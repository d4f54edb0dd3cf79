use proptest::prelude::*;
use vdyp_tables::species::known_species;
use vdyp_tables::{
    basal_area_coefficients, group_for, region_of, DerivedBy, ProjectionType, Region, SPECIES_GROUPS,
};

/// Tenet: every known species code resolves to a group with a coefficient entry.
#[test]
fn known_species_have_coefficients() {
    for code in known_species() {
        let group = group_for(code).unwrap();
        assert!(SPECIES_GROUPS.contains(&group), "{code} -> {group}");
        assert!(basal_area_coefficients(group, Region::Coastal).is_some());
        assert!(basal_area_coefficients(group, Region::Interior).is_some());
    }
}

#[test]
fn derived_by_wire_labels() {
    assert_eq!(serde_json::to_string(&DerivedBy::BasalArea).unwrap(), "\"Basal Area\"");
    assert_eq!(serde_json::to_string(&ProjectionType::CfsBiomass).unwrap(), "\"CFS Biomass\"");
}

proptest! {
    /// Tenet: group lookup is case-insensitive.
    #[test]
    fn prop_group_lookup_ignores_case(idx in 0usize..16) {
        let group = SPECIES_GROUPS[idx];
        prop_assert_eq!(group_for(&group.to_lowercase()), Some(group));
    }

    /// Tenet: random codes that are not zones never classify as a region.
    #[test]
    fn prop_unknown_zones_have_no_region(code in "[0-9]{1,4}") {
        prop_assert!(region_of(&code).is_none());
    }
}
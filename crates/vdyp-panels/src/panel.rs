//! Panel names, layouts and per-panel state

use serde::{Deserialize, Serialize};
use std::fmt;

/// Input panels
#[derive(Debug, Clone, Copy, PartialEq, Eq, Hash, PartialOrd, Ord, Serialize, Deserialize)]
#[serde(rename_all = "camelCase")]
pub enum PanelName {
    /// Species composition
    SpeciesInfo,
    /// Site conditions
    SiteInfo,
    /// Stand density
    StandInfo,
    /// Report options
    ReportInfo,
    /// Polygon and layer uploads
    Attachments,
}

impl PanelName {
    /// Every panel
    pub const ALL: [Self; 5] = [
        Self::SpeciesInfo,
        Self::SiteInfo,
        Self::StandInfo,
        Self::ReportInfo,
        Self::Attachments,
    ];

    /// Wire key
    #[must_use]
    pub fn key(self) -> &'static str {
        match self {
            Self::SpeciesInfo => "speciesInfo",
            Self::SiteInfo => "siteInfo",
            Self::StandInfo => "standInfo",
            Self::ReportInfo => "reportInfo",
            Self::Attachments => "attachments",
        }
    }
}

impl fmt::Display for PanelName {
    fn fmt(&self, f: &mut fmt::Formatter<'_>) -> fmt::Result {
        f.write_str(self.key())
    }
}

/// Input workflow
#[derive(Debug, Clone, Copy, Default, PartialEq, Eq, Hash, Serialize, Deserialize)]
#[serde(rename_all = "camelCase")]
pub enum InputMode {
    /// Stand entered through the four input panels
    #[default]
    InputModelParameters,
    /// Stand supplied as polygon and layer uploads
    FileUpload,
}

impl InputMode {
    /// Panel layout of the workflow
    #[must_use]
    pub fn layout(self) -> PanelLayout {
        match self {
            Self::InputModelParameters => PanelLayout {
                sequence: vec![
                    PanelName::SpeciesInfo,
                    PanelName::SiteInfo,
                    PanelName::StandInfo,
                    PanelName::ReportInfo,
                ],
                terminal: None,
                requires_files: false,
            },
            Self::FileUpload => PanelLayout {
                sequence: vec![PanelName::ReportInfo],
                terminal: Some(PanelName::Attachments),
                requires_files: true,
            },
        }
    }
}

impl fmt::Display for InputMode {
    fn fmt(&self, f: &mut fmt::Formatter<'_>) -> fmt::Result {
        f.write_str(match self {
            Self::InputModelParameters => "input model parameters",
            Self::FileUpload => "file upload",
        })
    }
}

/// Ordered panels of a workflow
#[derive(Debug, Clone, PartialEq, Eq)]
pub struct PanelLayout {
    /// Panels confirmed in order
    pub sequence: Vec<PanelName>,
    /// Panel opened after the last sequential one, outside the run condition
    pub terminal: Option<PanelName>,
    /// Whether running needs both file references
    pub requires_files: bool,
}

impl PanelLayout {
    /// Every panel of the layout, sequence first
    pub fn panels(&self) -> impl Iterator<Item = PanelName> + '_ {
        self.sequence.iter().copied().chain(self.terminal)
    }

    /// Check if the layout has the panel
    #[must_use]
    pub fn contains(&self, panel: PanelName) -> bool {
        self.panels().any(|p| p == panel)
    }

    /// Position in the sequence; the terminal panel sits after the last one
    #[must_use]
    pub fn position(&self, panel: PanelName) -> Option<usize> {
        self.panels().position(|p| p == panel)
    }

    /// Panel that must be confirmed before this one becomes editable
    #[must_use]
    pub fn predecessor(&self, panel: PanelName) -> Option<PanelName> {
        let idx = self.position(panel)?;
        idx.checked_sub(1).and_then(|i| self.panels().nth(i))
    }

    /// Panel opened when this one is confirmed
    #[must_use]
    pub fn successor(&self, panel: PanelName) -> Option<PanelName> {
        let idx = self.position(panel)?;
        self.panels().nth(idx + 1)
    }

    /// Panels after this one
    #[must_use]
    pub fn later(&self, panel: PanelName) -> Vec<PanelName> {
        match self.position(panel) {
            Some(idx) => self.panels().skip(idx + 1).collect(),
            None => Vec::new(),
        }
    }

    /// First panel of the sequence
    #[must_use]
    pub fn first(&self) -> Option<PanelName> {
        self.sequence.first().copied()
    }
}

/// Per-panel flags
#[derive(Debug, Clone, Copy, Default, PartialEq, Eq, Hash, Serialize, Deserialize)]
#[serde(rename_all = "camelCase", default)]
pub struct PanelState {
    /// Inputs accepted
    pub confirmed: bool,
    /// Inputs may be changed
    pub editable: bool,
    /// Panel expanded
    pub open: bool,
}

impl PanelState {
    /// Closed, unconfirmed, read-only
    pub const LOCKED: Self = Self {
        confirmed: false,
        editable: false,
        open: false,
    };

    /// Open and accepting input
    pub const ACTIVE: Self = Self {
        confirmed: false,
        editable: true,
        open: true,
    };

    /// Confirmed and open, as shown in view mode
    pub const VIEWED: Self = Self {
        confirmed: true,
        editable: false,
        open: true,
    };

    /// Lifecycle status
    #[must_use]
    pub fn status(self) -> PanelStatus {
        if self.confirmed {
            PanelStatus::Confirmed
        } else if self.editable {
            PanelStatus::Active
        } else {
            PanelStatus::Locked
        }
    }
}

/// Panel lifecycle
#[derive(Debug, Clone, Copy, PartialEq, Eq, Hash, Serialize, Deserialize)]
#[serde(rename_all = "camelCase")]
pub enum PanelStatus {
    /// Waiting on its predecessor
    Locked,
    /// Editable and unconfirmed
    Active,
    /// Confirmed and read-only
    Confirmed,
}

· · ·

◆ Task goal ◆
Which lines above hold the string "unwrap"? Copy each of them.

◆ Task answer ◆
        let group = group_for(code).unwrap();
    assert_eq!(serde_json::to_string(&DerivedBy::BasalArea).unwrap(), "\"Basal Area\"");
    assert_eq!(serde_json::to_string(&ProjectionType::CfsBiomass).unwrap(), "\"CFS Biomass\"");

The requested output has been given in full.